The summer holidays have finished for most - and may have been more costly than anticipated thanks to Brexit. Still, fortunately, there are methods that holidaymakers can utilise to make savings while they enjoy a bit of sun, sea and sand, with many opting for prepaid cards, which are more secure than cash, have preferential FX rates, and help to budget as the funds are pre-loaded.

Prepaid travel card usage is increasing amongst consumers, but many businesses are still unaware of the many benefits that they can offer.

Reduced cost

FX rates on debit and credit cards are typically very poor. Prepaid travel cards can offer lower FX fees, saving around 1% on average, with some programmes offering even better rates. In addition to this, businesses can save money by using a multi-currency product to make payments across borders, eliminating the need to maintain banking relationships in multiple countries.
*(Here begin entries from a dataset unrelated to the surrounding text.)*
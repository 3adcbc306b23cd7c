//! OCR engine integration.
//!
//! `PageSegMode` is always available. The Tesseract-backed `OcrEngine`
//! links against the native tesseract/leptonica libraries through `leptess`
//! and is only compiled with the `engine` feature:
//!
//! ```toml
//! tesskit = { path = "tesskit", features = ["engine"] }
//! ```
//!
//! The engine never downloads on its own; `OcrEngine::prepare` runs the
//! asset manager first and then points Tesseract at the same directory.

mod mode;
#[cfg(feature = "engine")]
mod tesseract;

pub use mode::PageSegMode;
#[cfg(feature = "engine")]
pub use tesseract::{split_languages, OcrEngine};
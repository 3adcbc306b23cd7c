//! Asset manager facade.
//!
//! Composes catalog lookup, the fetcher, the scanner and the remote
//! refresher behind one caller-constructed value. There is no process-wide
//! instance; the transport is injected at construction.

use std::collections::BTreeSet;
use std::path::{Path, PathBuf};
use std::sync::Arc;

use futures::future::join_all;
use tracing::warn;

use crate::catalog::{self, LanguageAsset};
use crate::config::TessdataConfig;
use crate::error::{Result, TesskitError};
use crate::fetcher::Fetcher;
use crate::progress::ProgressFn;
use crate::refresh::CatalogRefresher;
use crate::store;
use crate::transport::{HttpTransport, Transport};

pub struct AssetManager {
    fetcher: Fetcher,
    refresher: CatalogRefresher,
}

impl AssetManager {
    pub fn new(transport: Arc<dyn Transport>, config: &TessdataConfig) -> Self {
        Self {
            fetcher: Fetcher::new(
                Arc::clone(&transport),
                config.base_url.clone(),
                config.staging_dir.clone(),
            ),
            refresher: CatalogRefresher::new(transport, config.listing_url.clone()),
        }
    }

    /// Manager backed by a reqwest client built from `config`.
    pub fn from_config(config: &TessdataConfig) -> Result<Self> {
        let transport = HttpTransport::new(config)?;
        Ok(Self::new(Arc::new(transport), config))
    }

    /// Make `code` available in `dir`, downloading it if absent.
    ///
    /// Unknown codes fail with [`TesskitError::UnknownLanguage`] before any
    /// network activity.
    pub async fn ensure_available(
        &self,
        code: &str,
        dir: &Path,
        on_progress: Option<ProgressFn<'_>>,
    ) -> Result<PathBuf> {
        let asset = catalog::lookup(code)
            .ok_or_else(|| TesskitError::UnknownLanguage(code.to_string()))?;
        self.fetcher.fetch(&asset, dir, on_progress).await
    }

    /// Ensure several languages concurrently, one independent fetch each.
    /// Results are returned in input order.
    pub async fn ensure_many(
        &self,
        codes: &[String],
        dir: &Path,
    ) -> Vec<(String, Result<PathBuf>)> {
        let fetches = codes.iter().map(|code| async move {
            let result = self.ensure_available(code, dir, None).await;
            (code.clone(), result)
        });
        join_all(fetches).await
    }

    pub async fn fetch(
        &self,
        asset: &LanguageAsset,
        dir: &Path,
        on_progress: Option<ProgressFn<'_>>,
    ) -> Result<PathBuf> {
        self.fetcher.fetch(asset, dir, on_progress).await
    }

    pub fn exists(&self, asset: &LanguageAsset, dir: &Path) -> bool {
        store::exists(asset, dir)
    }

    pub fn list_installed(&self, dir: &Path) -> BTreeSet<String> {
        store::list_installed(dir)
    }

    pub fn delete(&self, asset: &LanguageAsset, dir: &Path) -> Result<()> {
        store::delete(asset, dir)
    }

    pub async fn refresh_catalog(&self) -> Result<Vec<LanguageAsset>> {
        self.refresher.refresh_catalog().await
    }

    /// Remote listing when reachable, the static catalog otherwise.
    pub async fn refresh_or_fallback(&self) -> Vec<LanguageAsset> {
        match self.refresher.refresh_catalog().await {
            Ok(assets) => assets,
            Err(e) => {
                warn!(error = %e, "Remote catalog unavailable, using built-in catalog");
                catalog::all_known_assets()
            }
        }
    }
}
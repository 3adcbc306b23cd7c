//! Static language tables for the tessdata_best repository.

/// Frequently used languages, in display priority order:
/// `(code, display name, script, approximate size in bytes)`.
pub(super) static CURATED: &[(&str, &str, &str, u64)] = &[
    ("eng", "English", "Latin", 15_290_718),
    ("fra", "French", "Latin", 8_884_494),
    ("deu", "German", "Latin", 8_211_483),
    ("spa", "Spanish", "Latin", 8_879_210),
    ("ita", "Italian", "Latin", 8_880_025),
    ("por", "Portuguese", "Latin", 8_920_834),
    ("rus", "Russian", "Cyrillic", 10_673_115),
    ("jpn", "Japanese", "Japanese", 36_605_511),
    ("chi_sim", "Chinese (Simplified)", "Chinese", 44_366_453),
    ("chi_tra", "Chinese (Traditional)", "Chinese", 56_012_192),
    ("kor", "Korean", "Hangul", 12_876_003),
    ("ara", "Arabic", "Arabic", 36_435_344),
    ("hin", "Hindi", "Devanagari", 13_780_064),
    ("tha", "Thai", "Thai", 11_866_002),
    ("vie", "Vietnamese", "Latin", 9_645_872),
    ("pol", "Polish", "Latin", 10_009_085),
    ("nld", "Dutch", "Latin", 10_307_878),
    ("tur", "Turkish", "Latin", 11_436_347),
    ("heb", "Hebrew", "Hebrew", 5_454_498),
    ("swe", "Swedish", "Latin", 9_683_865),
];

/// Every code published upstream with its display name, sorted by code.
pub(super) static NAMES: &[(&str, &str)] = &[
    ("afr", "Afrikaans"),
    ("amh", "Amharic"),
    ("ara", "Arabic"),
    ("asm", "Assamese"),
    ("aze", "Azerbaijani"),
    ("aze_cyrl", "Azerbaijani (Cyrillic)"),
    ("bel", "Belarusian"),
    ("ben", "Bengali"),
    ("bod", "Tibetan"),
    ("bos", "Bosnian"),
    ("bre", "Breton"),
    ("bul", "Bulgarian"),
    ("cat", "Catalan"),
    ("ceb", "Cebuano"),
    ("ces", "Czech"),
    ("chi_sim", "Chinese (Simplified)"),
    ("chi_sim_vert", "Chinese (Simplified Vertical)"),
    ("chi_tra", "Chinese (Traditional)"),
    ("chi_tra_vert", "Chinese (Traditional Vertical)"),
    ("chr", "Cherokee"),
    ("cos", "Corsican"),
    ("cym", "Welsh"),
    ("dan", "Danish"),
    ("deu", "German"),
    ("div", "Dhivehi"),
    ("dzo", "Dzongkha"),
    ("ell", "Greek"),
    ("eng", "English"),
    ("enm", "Middle English"),
    ("epo", "Esperanto"),
    ("equ", "Math/Equations"),
    ("est", "Estonian"),
    ("eus", "Basque"),
    ("fao", "Faroese"),
    ("fas", "Persian"),
    ("fil", "Filipino"),
    ("fin", "Finnish"),
    ("fra", "French"),
    ("frk", "Frankish"),
    ("frm", "Middle French"),
    ("fry", "Frisian"),
    ("gla", "Scottish Gaelic"),
    ("gle", "Irish"),
    ("glg", "Galician"),
    ("grc", "Ancient Greek"),
    ("guj", "Gujarati"),
    ("hat", "Haitian Creole"),
    ("heb", "Hebrew"),
    ("hin", "Hindi"),
    ("hrv", "Croatian"),
    ("hun", "Hungarian"),
    ("hye", "Armenian"),
    ("iku", "Inuktitut"),
    ("ind", "Indonesian"),
    ("isl", "Icelandic"),
    ("ita", "Italian"),
    ("ita_old", "Italian (Old)"),
    ("jav", "Javanese"),
    ("jpn", "Japanese"),
    ("jpn_vert", "Japanese (Vertical)"),
    ("kan", "Kannada"),
    ("kat", "Georgian"),
    ("kat_old", "Georgian (Old)"),
    ("kaz", "Kazakh"),
    ("khm", "Khmer"),
    ("kir", "Kyrgyz"),
    ("kmr", "Kurdish (Kurmanji)"),
    ("kor", "Korean"),
    ("kor_vert", "Korean (Vertical)"),
    ("lao", "Lao"),
    ("lat", "Latin"),
    ("lav", "Latvian"),
    ("lit", "Lithuanian"),
    ("ltz", "Luxembourgish"),
    ("mal", "Malayalam"),
    ("mar", "Marathi"),
    ("mkd", "Macedonian"),
    ("mlt", "Maltese"),
    ("mon", "Mongolian"),
    ("mri", "Maori"),
    ("msa", "Malay"),
    ("mya", "Burmese"),
    ("nep", "Nepali"),
    ("nld", "Dutch"),
    ("nor", "Norwegian"),
    ("oci", "Occitan"),
    ("ori", "Odia"),
    ("osd", "Orientation Script Detection"),
    ("pan", "Punjabi"),
    ("pol", "Polish"),
    ("por", "Portuguese"),
    ("pus", "Pashto"),
    ("que", "Quechua"),
    ("ron", "Romanian"),
    ("rus", "Russian"),
    ("san", "Sanskrit"),
    ("sin", "Sinhala"),
    ("slk", "Slovak"),
    ("slv", "Slovenian"),
    ("snd", "Sindhi"),
    ("spa", "Spanish"),
    ("spa_old", "Spanish (Old)"),
    ("sqi", "Albanian"),
    ("srp", "Serbian"),
    ("srp_latn", "Serbian (Latin)"),
    ("sun", "Sundanese"),
    ("swa", "Swahili"),
    ("swe", "Swedish"),
    ("syr", "Syriac"),
    ("tam", "Tamil"),
    ("tat", "Tatar"),
    ("tel", "Telugu"),
    ("tgk", "Tajik"),
    ("tha", "Thai"),
    ("tir", "Tigrinya"),
    ("ton", "Tongan"),
    ("tur", "Turkish"),
    ("uig", "Uyghur"),
    ("ukr", "Ukrainian"),
    ("urd", "Urdu"),
    ("uzb", "Uzbek"),
    ("uzb_cyrl", "Uzbek (Cyrillic)"),
    ("vie", "Vietnamese"),
    ("yid", "Yiddish"),
    ("yor", "Yoruba"),
];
With international bank transfers costing up to £35 a pop, the savings can be huge.

Employees can also pre-book hotels and transport in their destinations local currency, further streamlining payment processing and reducing cost.

Convenience

Previously, prepaid cards were only available in specific currencies. Now, a single multicurrency travel card can be linked to multiple currency wallets. This means an employee can hold a number of different currencies in different wallets and when a transaction takes place, the currency of the transaction will be debited from the matching currency wallet. No bank is currently able to offer a multi-currency product to their corporate clients which allows this.

Employees have the option to move funds from one wallet to another; often at significantly better FX rates than would be offered if making these transactions via a credit or debit card, or bank transfer.
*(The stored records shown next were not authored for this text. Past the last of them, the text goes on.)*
use std::env;
use std::path::PathBuf;

pub const DEFAULT_BASE_URL: &str = "https://github.com/tesseract-ocr/tessdata_best/raw/main/";
pub const DEFAULT_LISTING_URL: &str =
    "https://api.github.com/repos/tesseract-ocr/tessdata_best/contents";

fn parse_env_or<T: std::str::FromStr>(var: &str, default: T) -> T
where
    T::Err: std::fmt::Display,
{
    match env::var(var) {
        Ok(val) => match val.parse() {
            Ok(parsed) => parsed,
            Err(e) => {
                tracing::warn!("Invalid value '{}' for {}: {}. Using default.", val, var, e);
                default
            }
        },
        Err(_) => default,
    }
}

fn parse_env_opt<T: std::str::FromStr>(var: &str) -> Option<T>
where
    T::Err: std::fmt::Display,
{
    match env::var(var) {
        Ok(val) => match val.parse() {
            Ok(parsed) => Some(parsed),
            Err(e) => {
                tracing::warn!("Invalid value '{}' for {}: {}. Ignoring.", val, var, e);
                None
            }
        },
        Err(_) => None,
    }
}

/// `$XDG_DATA_HOME/tesskit/tessdata` (or the platform equivalent), falling
/// back to `./tessdata` when no data directory is known.
fn default_tessdata_dir() -> PathBuf {
    dirs::data_dir()
        .map(|dir| dir.join("tesskit").join("tessdata"))
        .unwrap_or_else(|| PathBuf::from("tessdata"))
}

#[derive(Debug, Clone)]
pub struct Config {
    pub tessdata: TessdataConfig,
    pub engine: EngineConfig,
}

/// Where language assets live and where they are fetched from.
#[derive(Debug, Clone)]
pub struct TessdataConfig {
    pub dir: PathBuf,
    pub base_url: String,
    pub listing_url: String,
    /// Temporary download location; the system temp dir when unset.
    pub staging_dir: Option<PathBuf>,
    /// Whole-request timeout; transport default when unset.
    pub timeout_secs: Option<u64>,
    pub user_agent: String,
}

#[derive(Debug, Clone)]
pub struct EngineConfig {
    /// `+`-joined language codes, e.g. `eng+fra`.
    pub languages: String,
    pub page_seg_mode: u8,
}

impl Default for TessdataConfig {
    fn default() -> Self {
        Self {
            dir: default_tessdata_dir(),
            base_url: DEFAULT_BASE_URL.to_string(),
            listing_url: DEFAULT_LISTING_URL.to_string(),
            staging_dir: None,
            timeout_secs: None,
            user_agent: format!("tesskit/{}", env!("CARGO_PKG_VERSION")),
        }
    }
}

impl Default for EngineConfig {
    fn default() -> Self {
        Self {
            languages: "eng".to_string(),
            page_seg_mode: 3,
        }
    }
}

impl Default for Config {
    fn default() -> Self {
        let tessdata = TessdataConfig::default();
        let engine = EngineConfig::default();

        Self {
            tessdata: TessdataConfig {
                dir: env::var("TESSDATA_DIR")
                    .map(PathBuf::from)
                    .unwrap_or(tessdata.dir),
                base_url: env::var("TESSDATA_BASE_URL").unwrap_or(tessdata.base_url),
                listing_url: env::var("TESSDATA_LISTING_URL").unwrap_or(tessdata.listing_url),
                staging_dir: env::var("TESSDATA_STAGING_DIR").ok().map(PathBuf::from),
                timeout_secs: parse_env_opt("TESSDATA_TIMEOUT"),
                user_agent: env::var("TESSDATA_USER_AGENT").unwrap_or(tessdata.user_agent),
            },
            engine: EngineConfig {
                languages: env::var("OCR_LANGUAGES").unwrap_or(engine.languages),
                page_seg_mode: parse_env_or("OCR_PSM", engine.page_seg_mode),
            },
        }
    }
}

impl Config {
    pub fn from_env() -> Self {
        Self::default()
    }
}

#[cfg(test)]
mod tests {
    use super::*;
    use std::sync::Mutex;

    static ENV_TEST_MUTEX: Mutex<()> = Mutex::new(());

    const VARS: &[&str] = &[
        "TESSDATA_DIR",
        "TESSDATA_BASE_URL",
        "TESSDATA_LISTING_URL",
        "TESSDATA_STAGING_DIR",
        "TESSDATA_TIMEOUT",
        "TESSDATA_USER_AGENT",
        "OCR_LANGUAGES",
        "OCR_PSM",
    ];

    fn clear_env() {
        for var in VARS {
            std::env::remove_var(var);
        }
    }

    #[test]
    fn test_tessdata_config_defaults() {
        let _guard = ENV_TEST_MUTEX.lock().unwrap();
        clear_env();

        let config = Config::default();
        assert_eq!(config.tessdata.base_url, DEFAULT_BASE_URL);
        assert_eq!(config.tessdata.listing_url, DEFAULT_LISTING_URL);
        assert!(config.tessdata.staging_dir.is_none());
        assert!(config.tessdata.timeout_secs.is_none());
        assert!(config.tessdata.user_agent.starts_with("tesskit/"));
        assert!(config.tessdata.dir.ends_with("tessdata"));
    }

    #[test]
    fn test_engine_config_defaults() {
        let _guard = ENV_TEST_MUTEX.lock().unwrap();
        clear_env();

        let config = Config::default();
        assert_eq!(config.engine.languages, "eng");
        assert_eq!(config.engine.page_seg_mode, 3);
    }

    #[test]
    fn test_config_from_env() {
        let _guard = ENV_TEST_MUTEX.lock().unwrap();
        clear_env();

        std::env::set_var("TESSDATA_DIR", "/srv/tessdata");
        std::env::set_var("TESSDATA_BASE_URL", "http://mirror.local/models/");
        std::env::set_var("TESSDATA_TIMEOUT", "45");
        std::env::set_var("OCR_LANGUAGES", "eng+fra");
        std::env::set_var("OCR_PSM", "6");

        let config = Config::from_env();
        assert_eq!(config.tessdata.dir, PathBuf::from("/srv/tessdata"));
        assert_eq!(config.tessdata.base_url, "http://mirror.local/models/");
        assert_eq!(config.tessdata.timeout_secs, Some(45));
        assert_eq!(config.engine.languages, "eng+fra");
        assert_eq!(config.engine.page_seg_mode, 6);

        clear_env();
    }

    #[test]
    fn test_invalid_numbers_fall_back() {
        let _guard = ENV_TEST_MUTEX.lock().unwrap();
        clear_env();

        std::env::set_var("TESSDATA_TIMEOUT", "soon");
        std::env::set_var("OCR_PSM", "-1");

        let config = Config::from_env();
        assert!(config.tessdata.timeout_secs.is_none());
        assert_eq!(config.engine.page_seg_mode, 3);

        clear_env();
    }
}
A more efficient way of managing and controlling expenses

The vast majority of businesses do not have an efficient process in place for claiming back expenses. For frequent travellers, this process can become even more complicated, particularly if they are not often in the office, limiting when they are able to provide expense forms and receipts directly to the finance team.

Consolidating receipts and checking them against statements that arrive a month later takes time and resources, not to mention cash flow being impacted when a significant, and unexpected, transaction crops up.

Prepaid cards provide a quick distribution method for company expenses no matter where in the world the staff are based at any given time, in multiple currencies. By loading the cards in real-time, businesses can dramatically streamline their expense process and remove a lot of time-consuming and cumbersome paperwork.

Using a prepaid card for managing travel expenses allows employers to have an increased element of control over their employee's spend. Spend can be monitored at all times, which eliminates the risk of fraud, and significantly reduces the resources required to check the accuracy of expense claims. This can also help to prevent employees from abusing their expenses; and like most corporate cards, specific merchant category codes can be excluded and ATM withdrawals can also be blocked.

Triggers and alerts can also be set up within the platform, so if an employee is meant to be at a seminar in Miami, but you see a huge bill being racked up for cocktails at a beach bar all afternoon, you can query these transactions immediately rather than having to pull them up on it a month or more later!

Generating new revenue streams and adding value

As well as reducing costs, prepaid travel cards can be used as a way of generating revenue by enabling member associations to offer a great service to their membership while encouraging brand loyalty.

Examples of this could be a company that offers European breakdown cover. Customers who are using this product will be very likely to want to buy euros, making a prepaid travel card an added bonus as it prevents them from being charged 3% by their credit/debit card provider and saves them the trouble of having to carry cash. Therefore, a membership organisation can provide added value, as well as a better financial offering to their members than using the FX rates charged by banks/credit card providers.

Another example where this could be applied is an airline. Prepaid cards could be offered to members of its frequent flyers programme, with increased loyalty points every time they spend on the card in airports or during flights.

It’s clear that prepaid cards can offer benefits that businesses may have never of considered. Prepaid is no longer a sub-prime product and is becoming a more popular choice for consumers and businesses alike.